Pemprov DKI Harus Keluarkan Perda
A A A
JAKARTA - Layanan aplikasi internet kendaraan pribadi yang digunakan sebagai angkutan umum merupakan layanan tanpa regulasi. Pemprov DKI Jakarta diminta segera menetapkan peraturan daerah.

Ketua Masyarakat Transportasi Indonesia (MTI) Danang Parikesit mengatakan, maraknya layanan aplikasi yang terpasang di angkutan pribadi dan digunakan sebagai angkutan umum merupakan layanan tanpa regulasi. Bukan berarti layanan tersebut ilegal. Layanan tersebut boleh saja berjalan, namun keselamatan dan keamanan penggunanya tidak bisa dilindungi.

Dia mengusulkan Pemprov DKI Jakarta segera membentuk peraturan daerah dengan mendasarkan pada Undang-Undang No 8/1999 tentang Perlindungan Konsumen. ”Karena ini unregulated market , sebenarnya kekuatan pasar yang akan menentukan. Segera bentuk perda dengan menggunakan Undang-Undang Perlindungan Konsumen,” kata Danang Parikesit saat dihubungi kemarin.

Danang menjelaskan, sesuai aturan UU No 22/2009 tentang Lalu Lintas dan Angkutan Jalan serta Peraturan Pemerintah No 38/2007 tentang Pembagian Urusan Pemerintahan Antara Pemerintah, Pemerintahan Daerah Provinsi, dan Pemerintahan Daerah Kabupaten/ Kota, pengelolaan transportasi lokal diserahkan ke pemerintah daerah menggunakan UU Perlindungan Konsumen dan UU ITE.

”Dengan demikian, apabila pemerintah ingin menghindari ketidakpuasaan para pelaku usaha angkutan umum, silakan mengikuti kerangka regulasi yang telah ada,” ungkapnya.
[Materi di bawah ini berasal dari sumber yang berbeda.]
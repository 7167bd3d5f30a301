use ratatui::Frame;
use ratatui::layout::Rect;
use ratatui::style::{Modifier, Style};
use ratatui::text::{Line, Span};
use ratatui::widgets::{Block, Borders, Paragraph};

use crate::model::route::Route;
use crate::tui::app::{App, Mode};
use crate::util::unicode::truncate_to_width;

/// Render the navigation sidebar: app name, numbered routes, and who is
/// signed in at the bottom
pub fn render_sidebar(frame: &mut Frame, app: &App, area: Rect) {
    let bg = app.theme.paper;
    let inner_w = area.width.saturating_sub(2) as usize;

    let mut lines: Vec<Line> = vec![
        Line::from(vec![
            Span::styled(" \u{25B6} ", Style::default().fg(app.theme.primary).bg(bg)),
            Span::styled(
                "Project Manager",
                Style::default()
                    .fg(app.theme.text_bright)
                    .bg(bg)
                    .add_modifier(Modifier::BOLD),
            ),
        ]),
        Line::from(""),
    ];

    // Focus sits in the content while a form is open
    let sidebar_focused = app.mode == Mode::Navigate;
    for (i, route) in Route::ALL.iter().enumerate() {
        let current = *route == app.route;
        let style = if current {
            let s = Style::default()
                .fg(app.theme.primary)
                .bg(app.theme.selection_bg)
                .add_modifier(Modifier::BOLD);
            if sidebar_focused { s } else { s.remove_modifier(Modifier::BOLD) }
        } else {
            Style::default().fg(app.theme.text).bg(bg)
        };
        let label = format!(" {} {}", i + 1, route.title());
        lines.push(Line::from(Span::styled(
            format!("{:<width$}", label, width = inner_w),
            style,
        )));
    }

    // Pad down so the account line sits on the last row
    let height = area.height as usize;
    while lines.len() < height.saturating_sub(1) {
        lines.push(Line::from(""));
    }
    let account = match app.auth.current_user() {
        Some(user) => Span::styled(
            format!(" {}", truncate_to_width(&user.name, inner_w.saturating_sub(1))),
            Style::default().fg(app.theme.secondary).bg(bg),
        ),
        None => Span::styled(" not signed in", Style::default().fg(app.theme.dim).bg(bg)),
    };
    lines.push(Line::from(account));

    let block = Block::default()
        .borders(Borders::RIGHT)
        .border_style(Style::default().fg(app.theme.border).bg(bg))
        .style(Style::default().bg(bg));
    frame.render_widget(Paragraph::new(lines).block(block), area);
}

#[cfg(test)]
mod tests {
    use super::*;
    use crate::model::session::LoginCredentials;
    use crate::tui::app::tests::test_app;
    use crate::tui::render::test_helpers::*;

    #[test]
    fn lists_routes_in_order() {
        let (app, _dir) = test_app();
        let output = render_to_string(22, 14, |frame, area| render_sidebar(frame, &app, area));
        let routes: Vec<&str> = output
            .lines()
            .filter_map(|l| l.trim_start().strip_prefix(char::is_numeric))
            .map(|rest| rest.trim_end_matches('\u{2502}').trim())
            .collect();
        assert_eq!(
            routes,
            vec!["Home", "Dashboard", "Users", "Projects", "Tasks", "Login", "Register"]
        );
        assert!(output.lines().last().unwrap_or_default().contains("not signed in"));
    }

    #[test]
    fn shows_signed_in_user() {
        let (mut app, _dir) = test_app();
        app.auth
            .login(&LoginCredentials {
                email: "ann@example.com".into(),
                password: "secret".into(),
            })
            .unwrap();
        let output = render_to_string(22, 14, |frame, area| render_sidebar(frame, &app, area));
        assert!(output.contains("Test User"));
        assert!(!output.contains("not signed in"));
    }
}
Dengan begitu, lanjut Danang, Pemprov DKI Jakarta dapat mempersiapkan diri mengantisipasi perubahan teknologi ke depan.

Dia melihat layanan aplikasi ini akan terus tumbuh karena memang dibutuhkan masyarakat. ”Kerangka regulasi dengan membuat perda itu akan lebih baik jika dilaksanakan. Kalau tidak, selain tidak ada perlindungan keselamatan, pasti akan menimbulkan ketidakpuasan para pelaku usaha angkutan umum,” ungkapnya.

Pakar telekomunikasi Universitas Pancasila Gregorius Hendinta melihat maraknya aplikasi yang digunakan sebagai transportasi umum bukan karena tidak ada undangundang yang mengatur. Maraknya aplikasi tersebut lantaran tidak siapnya pemerintah dalam menertibkan angkutan umum.

”Tidak ada aturan tersebut tidak menjadi masalah untuk transportasi. Tidak adanya aplikasi tersebut, keamanan dan keselamatan pengguna angkutan umum tidak bisa terjamin, apalagi ketertiban lalu lintasnya,” jelasnya.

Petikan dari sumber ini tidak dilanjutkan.